## Activity
All of the data should be restated word for word.

───── Data under study ─────

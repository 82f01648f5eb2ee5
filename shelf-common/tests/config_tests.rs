//! Integration tests for configuration loading and graceful degradation
//!
//! Tests cover:
//! - Missing config files do not prevent startup
//! - Malformed config files fall back to defaults
//! - Priority order for data folder resolution
//!
//! Note: Uses serial_test crate to prevent ENV variable race conditions.
//! Tests that touch SHELF_DATA_FOLDER or SHELF_CONFIG are marked #[serial].

use serial_test::serial;
use shelf_common::config::{
    default_data_folder, resolve_data_folder, TomlConfig, CONFIG_FILE_ENV, DATA_FOLDER_ENV,
};
use std::env;
use std::path::{Path, PathBuf};

#[test]
#[serial]
fn test_resolver_with_no_overrides_uses_default() {
    env::remove_var(DATA_FOLDER_ENV);

    let folder = resolve_data_folder(None, &TomlConfig::default());
    assert_eq!(folder, default_data_folder());
}

#[test]
#[serial]
fn test_resolver_env_var_beats_toml() {
    env::set_var(DATA_FOLDER_ENV, "/tmp/shelf-env-folder");
    let config = TomlConfig {
        data_folder: Some(PathBuf::from("/tmp/shelf-toml-folder")),
        ..TomlConfig::default()
    };

    let folder = resolve_data_folder(None, &config);
    env::remove_var(DATA_FOLDER_ENV);

    assert_eq!(folder, PathBuf::from("/tmp/shelf-env-folder"));
}

#[test]
#[serial]
fn test_resolver_cli_beats_env() {
    env::set_var(DATA_FOLDER_ENV, "/tmp/shelf-env-folder");

    let folder = resolve_data_folder(Some(Path::new("/tmp/shelf-cli")), &TomlConfig::default());
    env::remove_var(DATA_FOLDER_ENV);

    assert_eq!(folder, PathBuf::from("/tmp/shelf-cli"));
}

#[test]
#[serial]
fn test_resolver_toml_used_without_env() {
    env::remove_var(DATA_FOLDER_ENV);
    let config = TomlConfig {
        data_folder: Some(PathBuf::from("/tmp/shelf-toml-folder")),
        ..TomlConfig::default()
    };

    assert_eq!(
        resolve_data_folder(None, &config),
        PathBuf::from("/tmp/shelf-toml-folder")
    );
}

#[test]
#[serial]
fn test_load_explicit_file() {
    let dir = tempfile::tempdir().unwrap();
    let path = dir.path().join("config.toml");
    std::fs::write(&path, "port = 6001\nworker_timeout_ms = 250\n").unwrap();

    let config = TomlConfig::load_or_default(Some(&path));
    assert_eq!(config.port, 6001);
    assert_eq!(config.worker_timeout_ms, 250);
}

#[test]
#[serial]
fn test_load_from_env_file() {
    let dir = tempfile::tempdir().unwrap();
    let path = dir.path().join("shelf.toml");
    std::fs::write(&path, "prefs_debounce_ms = 20\n").unwrap();

    env::set_var(CONFIG_FILE_ENV, &path);
    let config = TomlConfig::load_or_default(None);
    env::remove_var(CONFIG_FILE_ENV);

    assert_eq!(config.prefs_debounce_ms, 20);
}

#[test]
#[serial]
fn test_malformed_file_falls_back_to_defaults() {
    let dir = tempfile::tempdir().unwrap();
    let path = dir.path().join("config.toml");
    std::fs::write(&path, "this is = = not toml").unwrap();

    let config = TomlConfig::load_or_default(Some(&path));
    assert_eq!(config.port, TomlConfig::default().port);
}

#[test]
#[serial]
fn test_malformed_file_reported_to_caller() {
    let dir = tempfile::tempdir().unwrap();
    let path = dir.path().join("config.toml");
    std::fs::write(&path, "port = \"not a number\"").unwrap();

    let (config, warning) = TomlConfig::load(Some(&path));
    assert_eq!(config.port, TomlConfig::default().port);
    let warning = warning.expect("malformed file should produce a warning");
    assert!(warning.starts_with("Ignoring config file"));
    assert!(warning.contains("config.toml"));
}

#[test]
#[serial]
fn test_valid_file_has_no_warning() {
    let dir = tempfile::tempdir().unwrap();
    let path = dir.path().join("config.toml");
    std::fs::write(&path, "port = 6002\n").unwrap();

    let (config, warning) = TomlConfig::load(Some(&path));
    assert_eq!(config.port, 6002);
    assert!(warning.is_none());
}

#[test]
#[serial]
fn test_missing_explicit_file_falls_back_to_defaults() {
    let config = TomlConfig::load_or_default(Some(Path::new("/nonexistent/shelf/config.toml")));
    assert_eq!(config.cache_ttl_secs, 300);
}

─────

## Answer to this exercise
repository 82f01648f5eb2ee5
filename shelf-common/tests/config_tests.rs
//! Integration tests for configuration loading and graceful degradation
//!
//! Tests cover:
//! - Missing config files do not prevent startup
//! - Malformed config files fall back to defaults
//! - Priority order for data folder resolution
//!
//! Note: Uses serial_test crate to prevent ENV variable race conditions.
//! Tests that touch SHELF_DATA_FOLDER or SHELF_CONFIG are marked #[serial].

use serial_test::serial;
use shelf_common::config::{
    default_data_folder, resolve_data_folder, TomlConfig, CONFIG_FILE_ENV, DATA_FOLDER_ENV,
};
use std::env;
use std::path::{Path, PathBuf};

#[test]
#[serial]
fn test_resolver_with_no_overrides_uses_default() {
    env::remove_var(DATA_FOLDER_ENV);

    let folder = resolve_data_folder(None, &TomlConfig::default());
    assert_eq!(folder, default_data_folder());
}

#[test]
#[serial]
fn test_resolver_env_var_beats_toml() {
    env::set_var(DATA_FOLDER_ENV, "/tmp/shelf-env-folder");
    let config = TomlConfig {
        data_folder: Some(PathBuf::from("/tmp/shelf-toml-folder")),
        ..TomlConfig::default()
    };

    let folder = resolve_data_folder(None, &config);
    env::remove_var(DATA_FOLDER_ENV);

    assert_eq!(folder, PathBuf::from("/tmp/shelf-env-folder"));
}

#[test]
#[serial]
fn test_resolver_cli_beats_env() {
    env::set_var(DATA_FOLDER_ENV, "/tmp/shelf-env-folder");

    let folder = resolve_data_folder(Some(Path::new("/tmp/shelf-cli")), &TomlConfig::default());
    env::remove_var(DATA_FOLDER_ENV);

    assert_eq!(folder, PathBuf::from("/tmp/shelf-cli"));
}

#[test]
#[serial]
fn test_resolver_toml_used_without_env() {
    env::remove_var(DATA_FOLDER_ENV);
    let config = TomlConfig {
        data_folder: Some(PathBuf::from("/tmp/shelf-toml-folder")),
        ..TomlConfig::default()
    };

    assert_eq!(
        resolve_data_folder(None, &config),
        PathBuf::from("/tmp/shelf-toml-folder")
    );
}

#[test]
#[serial]
fn test_load_explicit_file() {
    let dir = tempfile::tempdir().unwrap();
    let path = dir.path().join("config.toml");
    std::fs::write(&path, "port = 6001\nworker_timeout_ms = 250\n").unwrap();

    let config = TomlConfig::load_or_default(Some(&path));
    assert_eq!(config.port, 6001);
    assert_eq!(config.worker_timeout_ms, 250);
}

#[test]
#[serial]
fn test_load_from_env_file() {
    let dir = tempfile::tempdir().unwrap();
    let path = dir.path().join("shelf.toml");
    std::fs::write(&path, "prefs_debounce_ms = 20\n").unwrap();

    env::set_var(CONFIG_FILE_ENV, &path);
    let config = TomlConfig::load_or_default(None);
    env::remove_var(CONFIG_FILE_ENV);

    assert_eq!(config.prefs_debounce_ms, 20);
}

#[test]
#[serial]
fn test_malformed_file_falls_back_to_defaults() {
    let dir = tempfile::tempdir().unwrap();
    let path = dir.path().join("config.toml");
    std::fs::write(&path, "this is = = not toml").unwrap();

    let config = TomlConfig::load_or_default(Some(&path));
    assert_eq!(config.port, TomlConfig::default().port);
}

#[test]
#[serial]
fn test_malformed_file_reported_to_caller() {
    let dir = tempfile::tempdir().unwrap();
    let path = dir.path().join("config.toml");
    std::fs::write(&path, "port = \"not a number\"").unwrap();

    let (config, warning) = TomlConfig::load(Some(&path));
    assert_eq!(config.port, TomlConfig::default().port);
    let warning = warning.expect("malformed file should produce a warning");
    assert!(warning.starts_with("Ignoring config file"));
    assert!(warning.contains("config.toml"));
}

#[test]
#[serial]
fn test_valid_file_has_no_warning() {
    let dir = tempfile::tempdir().unwrap();
    let path = dir.path().join("config.toml");
    std::fs::write(&path, "port = 6002\n").unwrap();

    let (config, warning) = TomlConfig::load(Some(&path));
    assert_eq!(config.port, 6002);
    assert!(warning.is_none());
}

#[test]
#[serial]
fn test_missing_explicit_file_falls_back_to_defaults() {
    let config = TomlConfig::load_or_default(Some(Path::new("/nonexistent/shelf/config.toml")));
    assert_eq!(config.cache_ttl_secs, 300);
}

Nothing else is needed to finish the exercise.